EXERCISE MATERIALS START

use actix_web::{dev::ServiceRequest, web, HttpMessage};
use actix_web_httpauth::extractors::bearer::BearerAuth;
use tracing::debug;

use crate::auth::{decode_token, identity::CurrentUser, TokenKind};
use crate::shared::http_error::AppError;
use crate::users::repository::user_repository::{
  FindOneProperty, UserRepository, Visibility,
};
use crate::AppState;

/// Accepts access tokens of existing, active users whose tokens have not
/// been invalidated, and attaches a `CurrentUser` to the request.
pub async fn bearer_validator<UR: UserRepository + 'static>(
  req: ServiceRequest,
  credentials: BearerAuth,
) -> Result<ServiceRequest, (actix_web::Error, ServiceRequest)> {
  let Some(data) = req.app_data::<web::Data<AppState<UR>>>().cloned() else {
    let error = AppError::Internal(String::from("application state missing"));
    return Err((error.into(), req));
  };

  let Some(claims) = decode_token(
    &data.config.jwt_secret,
    credentials.token(),
    TokenKind::Access,
  ) else {
    return Err((AppError::Unauthorized.into(), req));
  };

  let user = match data
    .user_repository
    .find_one(FindOneProperty::Id(&claims.sub), Visibility::ExcludeDeleted)
    .await
  {
    Ok(Some(user)) => user,
    Ok(None) => return Err((AppError::Unauthorized.into(), req)),
    Err(error) => return Err((AppError::from(error).into(), req)),
  };

  if !user.active || !claims.accepted_for(&user) {
    debug!(user_id = %user.id, "rejected token of inactive or invalidated user");
    return Err((AppError::Unauthorized.into(), req));
  }

  req.extensions_mut().insert(CurrentUser {
    id: user.id,
    role: user.role,
  });
  Ok(req)
}
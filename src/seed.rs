//! Startup data: the administrator account and optional fake members.

use fake::{
  faker::internet::en::{Password, SafeEmail},
  Fake,
};
use rand::Rng;
use tracing::info;

use crate::shared::config::Config;
use crate::shared::hash_worker::Hasher;
use crate::shared::http_error::AppError;
use crate::shared::role::Role;
use crate::users::model::user::User;
use crate::users::repository::user_repository::{
  FindOneProperty, UserRepository, Visibility,
};

pub async fn run<UR: UserRepository>(
  repository: &UR,
  hasher: &(dyn Hasher + Send + Sync),
  config: &Config,
) -> Result<(), AppError> {
  if let Some(admin) = &config.admin {
    let existing = repository
      .find_one(FindOneProperty::Email(&admin.email), Visibility::WithDeleted)
      .await?;
    if existing.is_none() {
      let password_hash = hasher.hash_password(&admin.password).await?;
      let user = User::new(admin.email.clone(), password_hash, Role::Admin, true);
      info!(user_id = %user.id, "seeding administrator");
      repository.create(user).await?;
    }
  }

  if config.fake_members > 0 {
    let mut members = Vec::with_capacity(config.fake_members);
    for _ in 0..config.fake_members {
      let role = if rand::rng().random_bool(0.5) {
        Role::Member
      } else {
        Role::Recruiter
      };
      let password: String = Password(12..16).fake();
      let password_hash = hasher.hash_password(&password).await?;
      members.push(User::new(SafeEmail().fake(), password_hash, role, true));
    }
    info!(count = members.len(), "seeding fake members");
    repository.create_many(members).await?;
  }

  Ok(())
}
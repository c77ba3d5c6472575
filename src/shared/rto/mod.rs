pub mod created_rto;
pub mod status_rto;
//! Legal transitions of a user record.
//!
//! A user is either `Inactive` or `Active`, and either `NotDeleted` or
//! `Deleted`. Soft-delete and restore move between the deletion states,
//! authorization moves an inactive Employee to `Active`, and an Admin keeps
//! its role forever. Stores apply these methods (or equivalent filters) so
//! the rules live in one place.

use chrono::{DateTime, Utc};
use thiserror::Error;

use crate::shared::http_error::AppError;
use crate::shared::role::Role;
use crate::users::model::user::User;

/// The only role whose users are activated through credential issuance.
pub const AUTHORIZABLE_ROLE: Role = Role::Employee;

#[derive(Debug, Error, PartialEq, Eq)]
pub enum LifecycleError {
  #[error("User not Found")]
  NotFound,
  #[error("Role Admin can not be modified")]
  AdminRoleImmutable,
}

impl From<LifecycleError> for AppError {
  fn from(error: LifecycleError) -> Self {
    match error {
      LifecycleError::NotFound => AppError::NotFound(error.to_string()),
      LifecycleError::AdminRoleImmutable => {
        AppError::Validation(error.to_string())
      }
    }
  }
}

#[derive(Debug, Clone, Copy, PartialEq, Eq)]
pub enum Activation {
  Inactive,
  Active,
}

#[derive(Debug, Clone, Copy, PartialEq, Eq)]
pub enum Deletion {
  NotDeleted,
  Deleted,
}

/// Field changes requested by a replace or update.
#[derive(Debug, Clone, Default, PartialEq, Eq)]
pub struct UserChanges {
  pub email: Option<String>,
  pub role: Option<Role>,
  pub active: Option<bool>,
}

impl User {
  pub fn state(&self) -> (Activation, Deletion) {
    let activation = if self.active {
      Activation::Active
    } else {
      Activation::Inactive
    };
    let deletion = if self.is_deleted() {
      Deletion::Deleted
    } else {
      Deletion::NotDeleted
    };
    (activation, deletion)
  }

  /// Marks the user deleted. An existing deletion timestamp is kept.
  pub fn soft_delete(&mut self, now: DateTime<Utc>) {
    if self.deleted_at.is_none() {
      self.deleted_at = Some(now);
      self.updated_at = now;
    }
  }

  pub fn restore(&mut self, now: DateTime<Utc>) -> Result<(), LifecycleError> {
    if self.deleted_at.is_none() {
      return Err(LifecycleError::NotFound);
    }
    self.deleted_at = None;
    self.updated_at = now;
    Ok(())
  }

  /// Returns whether the change invalidated the user's tokens.
  pub fn change_role(&mut self, role: Role) -> Result<bool, LifecycleError> {
    if self.role == role {
      return Ok(false);
    }
    if self.role == Role::Admin {
      return Err(LifecycleError::AdminRoleImmutable);
    }
    self.role = role;
    self.expired_token = true;
    self.token_version = self.token_version.wrapping_add(1);
    Ok(true)
  }

  /// Applies the changes, or none of them when the role change is illegal.
  pub fn apply_changes(
    &mut self,
    changes: UserChanges,
    now: DateTime<Utc>,
  ) -> Result<bool, LifecycleError> {
    let invalidated = match changes.role {
      Some(role) => self.change_role(role)?,
      None => false,
    };
    if let Some(email) = changes.email {
      self.email = email;
    }
    if let Some(active) = changes.active {
      self.active = active;
    }
    self.updated_at = now;
    Ok(invalidated)
  }

  /// An already active user is reported exactly like a missing one.
  pub fn ensure_authorizable(&self) -> Result<(), LifecycleError> {
    match (self.role, self.state()) {
      (AUTHORIZABLE_ROLE, (Activation::Inactive, Deletion::NotDeleted)) => {
        Ok(())
      }
      _ => Err(LifecycleError::NotFound),
    }
  }

  pub fn authorize(
    &mut self,
    password_hash: String,
    now: DateTime<Utc>,
  ) -> Result<(), LifecycleError> {
    self.ensure_authorizable()?;
    self.password_hash = password_hash;
    self.active = true;
    self.updated_at = now;
    Ok(())
  }
}
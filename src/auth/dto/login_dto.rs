use serde::Deserialize;
use validator_derive::Validate;

#[derive(Debug, Deserialize, Validate)]
pub struct LoginDto {
  #[validate(email(message = "Email must be a valid address"))]
  pub email: String,
  #[validate(length(
    min = 1,
    message = "Password must have at least 1 characters"
  ))]
  pub password: String,
}
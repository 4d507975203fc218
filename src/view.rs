//! What a book looks like to the outside world.
//!
//! While a book is being written only its last line is visible, so each
//! player continues from one line of context. Once complete, the whole text
//! is revealed.

use serde::Serialize;

use crate::book::Book;
use crate::id::BookId;

/// Serializable projection of a book.
#[derive(Clone, Debug, PartialEq, Eq, Serialize)]
pub struct BookView {
    pub id: BookId,
    pub name: String,
    pub lines: Vec<String>,
    pub complete: bool,
}

impl From<&Book> for BookView {
    fn from(book: &Book) -> Self {
        let lines = if book.is_complete() {
            book.lines().into_values().map(|l| l.text).collect()
        } else {
            book.last_line().map(|l| l.text.clone()).into_iter().collect()
        };

        Self {
            id: book.id(),
            name: book.name().to_owned(),
            lines,
            complete: book.is_complete(),
        }
    }
}

impl BookView {
    /// Project a slice of books, preserving order
    pub fn collect(books: &[Book]) -> Vec<BookView> {
        books.iter().map(BookView::from).collect()
    }
}

#[cfg(test)]
mod tests {
    use super::*;

    #[test]
    fn test_empty_book_shows_nothing() {
        let view = BookView::from(&Book::new("Empty"));
        assert!(view.lines.is_empty());
        assert!(!view.complete);
    }

    #[test]
    fn test_incomplete_book_shows_last_line_only() {
        let mut book = Book::new("Draft");
        book.add_line("Line 1.", "Nigel");
        book.add_line("Line 2.", "Marie");

        let view = BookView::from(&book);
        assert_eq!(view.lines, vec!["Line 2.".to_string()]);
        assert_eq!(view.name, "Draft");
    }

    #[test]
    fn test_complete_book_shows_all_lines() {
        let mut book = Book::with_capacity("Done", 3);
        book.add_line("Line 1.", "Nigel");
        book.add_line("Line 2.", "Marie");
        book.add_line("Line 3.", "Jeremy");

        let view = BookView::from(&book);
        assert!(view.complete);
        assert_eq!(view.lines, vec!["Line 1.", "Line 2.", "Line 3."]);
    }

    #[test]
    fn test_serializes_to_json() {
        let mut book = Book::new("Draft");
        book.add_line("Hello.", "Nigel");

        let json = serde_json::to_value(BookView::from(&book)).unwrap();
        assert_eq!(json["name"], "Draft");
        assert_eq!(json["lines"][0], "Hello.");
        assert_eq!(json["complete"], false);
    }
}
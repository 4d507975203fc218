use bookgame::{BookGame, GameConfig};
use hdrhistogram::Histogram;
use std::time::Instant;

fn main() -> Result<(), Box<dyn std::error::Error>> {
    println!("Preparing Latency Benchmark...");

    // Large books so the run never hits the completion rejection path
    let config = GameConfig {
        book_capacity: usize::MAX,
        ..GameConfig::default()
    };
    let game = BookGame::new(config);
    let ids: Vec<_> = (0..1024).map(|i| game.create_book(&format!("Book {}", i)).id()).collect();

    let mut acquire_hist = Histogram::<u64>::new_with_bounds(1, 1_000_000, 3)?;
    let mut cycle_hist = Histogram::<u64>::new_with_bounds(1, 1_000_000, 3)?;

    const ITERATIONS: u64 = 100_000;

    println!("Running {} acquire/append/commit cycles...", ITERATIONS);

    let mut total_duration = std::time::Duration::new(0, 0);

    for i in 0..ITERATIONS {
        let id = ids[(i % ids.len() as u64) as usize];

        // Critical measurement section
        let start = Instant::now();
        let mut book = std::hint::black_box(game.acquire(id, "bench")?);
        let acquired = start.elapsed();

        book.add_line("x", "bench");
        game.commit(id, Some(book), "bench", true)?;
        let elapsed = start.elapsed();

        // Outliers beyond the histogram bounds are dropped
        acquire_hist.record(acquired.as_nanos() as u64).unwrap_or(());
        cycle_hist.record(elapsed.as_nanos() as u64).unwrap_or(());
        total_duration += elapsed;
    }

    println!("\n=== Latency Report (ns) ===");
    println!("Total Cycles: {}", ITERATIONS);
    println!("Throughput:   {:.2} cycles/sec", ITERATIONS as f64 / total_duration.as_secs_f64());
    for (label, histogram) in [("acquire", &acquire_hist), ("full cycle", &cycle_hist)] {
        println!("--- {} ---", label);
        println!("Min:    {:8} ns", histogram.min());
        println!("P50:    {:8} ns", histogram.value_at_quantile(0.50));
        println!("P90:    {:8} ns", histogram.value_at_quantile(0.90));
        println!("P99:    {:8} ns", histogram.value_at_quantile(0.99));
        println!("P99.9:  {:8} ns", histogram.value_at_quantile(0.999));
        println!("Max:    {:8} ns", histogram.max());
    }

    Ok(())
}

EXERCISE MATERIALS END

WORK ORDER » Scan the entries above, and wherever a line holds the string "println", copy it.

SOLUTION TO THIS EXERCISE »
    println!("Preparing Latency Benchmark...");
    println!("Running {} acquire/append/commit cycles...", ITERATIONS);
    println!("\n=== Latency Report (ns) ===");
    println!("Total Cycles: {}", ITERATIONS);
    println!("Throughput:   {:.2} cycles/sec", ITERATIONS as f64 / total_duration.as_secs_f64());
        println!("--- {} ---", label);
        println!("Min:    {:8} ns", histogram.min());
        println!("P50:    {:8} ns", histogram.value_at_quantile(0.50));
        println!("P90:    {:8} ns", histogram.value_at_quantile(0.90));
        println!("P99:    {:8} ns", histogram.value_at_quantile(0.99));
        println!("P99.9:  {:8} ns", histogram.value_at_quantile(0.999));
        println!("Max:    {:8} ns", histogram.max());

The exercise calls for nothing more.